La dinámica hoy es la misma, con la variante del volumen.  Una hojeada en Flipboard en la fila del semáforo nos da claridad en lo que ha sucedido, luego dejar encendido rssSpeaker y si algo llama nuestra atención enviamos a Twitter más para tenerlo como recordatorio propio.  Pero el acceso global lleva el riesgo que haya poco tiempo para digerir tanta información y ponerla en práctica, por lo que sería cuestionable si realmente estamos leyendo o solo escuchando decir lo que sucede por allí.

Con sus contras, la tecnología bien aprovechada tiene muchas más ventajas que añoranzas del pasado.  Quizá los resultados se obtienen en la especialización temática, también en la decisión por no pasar una frontera que disperse nuestras ideas con la idea de no perder la costumbre por leer despacio.

La innovación hoy se sostiene en la comunidad

Networking Las plataformas Opensource son un claro ejemplo de como el valor colectivo está cambiando la forma de hacer negocios, a diferencia de otros tiempos que la genialidad era un privilegio menos compartido.  El fenómeno gvSIG es uno de esos ejercicios que he decidido llevar de forma sistemática, porque más allá de ser una herramienta informática fue planificada como un movimiento con una dinámica invasiva que de mantenerse y evolucionar ante los nuevos retos seguro nos demostrará que el entorno hispano tiene mucho que aportar a la comunidad mundial.

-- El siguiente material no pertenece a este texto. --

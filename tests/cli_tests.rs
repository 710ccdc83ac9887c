// Copyright (c) 2025 Soumyadip Sarkar.
// All rights reserved.
//
// This source code is licensed under the license found in the
// LICENSE file in the root directory of this source tree.

use assert_cmd::Command;
use predicates::prelude::*;
use tempfile::tempdir;

fn ledger(db: &std::path::Path) -> Command {
    let mut cmd = Command::cargo_bin("ledgerline").unwrap();
    cmd.env("LEDGERLINE_DB", db).env_remove("RUST_LOG");
    cmd
}

#[test]
fn demo_flow_from_initdb_to_balance() {
    let dir = tempdir().unwrap();
    let db = dir.path().join("ledger.sqlite");

    ledger(&db)
        .args(["initdb", "--demo"])
        .assert()
        .success()
        .stdout(predicate::str::contains("Seeded 10 categories"));

    ledger(&db)
        .args(["getbalance", "1"])
        .assert()
        .success()
        .stdout(predicate::str::contains("34.50"));

    // Category 1 is the seeded "Food" expense; a positive amount is flipped.
    ledger(&db)
        .args(["addtransaction", "1", "1", "20", "Lunch", "--date", "2025-11-02"])
        .assert()
        .success()
        .stdout(predicate::str::contains("-20.00"));

    ledger(&db)
        .args(["getbalance", "1", "--json"])
        .assert()
        .success()
        .stdout(predicate::str::contains("\"balance\": \"14.50\""));
}

#[test]
fn failures_exit_non_zero_with_a_message() {
    let dir = tempdir().unwrap();
    let db = dir.path().join("ledger.sqlite");
    ledger(&db).arg("initdb").assert().success();

    ledger(&db)
        .args(["addtransaction", "1", "1", "-5", "Snack", "--date", "2025/11/02"])
        .assert()
        .failure()
        .stderr(predicate::str::contains("invalid date"));

    ledger(&db)
        .args(["addtransaction", "42", "1", "-5", "Snack"])
        .assert()
        .failure()
        .stderr(predicate::str::contains("unknown account 42"));

    ledger(&db)
        .args(["getbalance", "7"])
        .assert()
        .success()
        .stdout(predicate::str::contains("0.00"));
}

Ya quisiéramos ver a Leonardo Davinci en este entorno, lanzando ideas para que la comunidad las cuestionara, mejorara y llevara a la práctica.  Aunque en esto hay mucho que aún no sabemos y no entendemos, porque es un fenómeno nuevo; si justo hoy una tormenta solar destruyera todos los satélites que permiten la interconexión global o un terremoto que destruyera los principales nodos de fibra óptica posiblemente diríamos la misma frase:

“He ofendido a Dios y a la humanidad porque mi trabajo no tuvo la calidad que debía haber tenido.”

Leonardo Da Vinci

La comunidad interconectada es uno de los más valiosos elementos en este tiempo.  Lo que sucede es que su involucramiento activo implica que casi todo esté en versión Beta, no porque le falten cosillas sino porque su misma dinámica lo obliga.  Es por eso que mi punto de vista respecto a las redes sociales (no de todas) ha cambiado mucho en los últimos dos años.  Fuera de los usos banales, es el soporte del modelo de negocios globales en los próximos 10 años al menos en el entorno tecnológico –que ya es mucho-.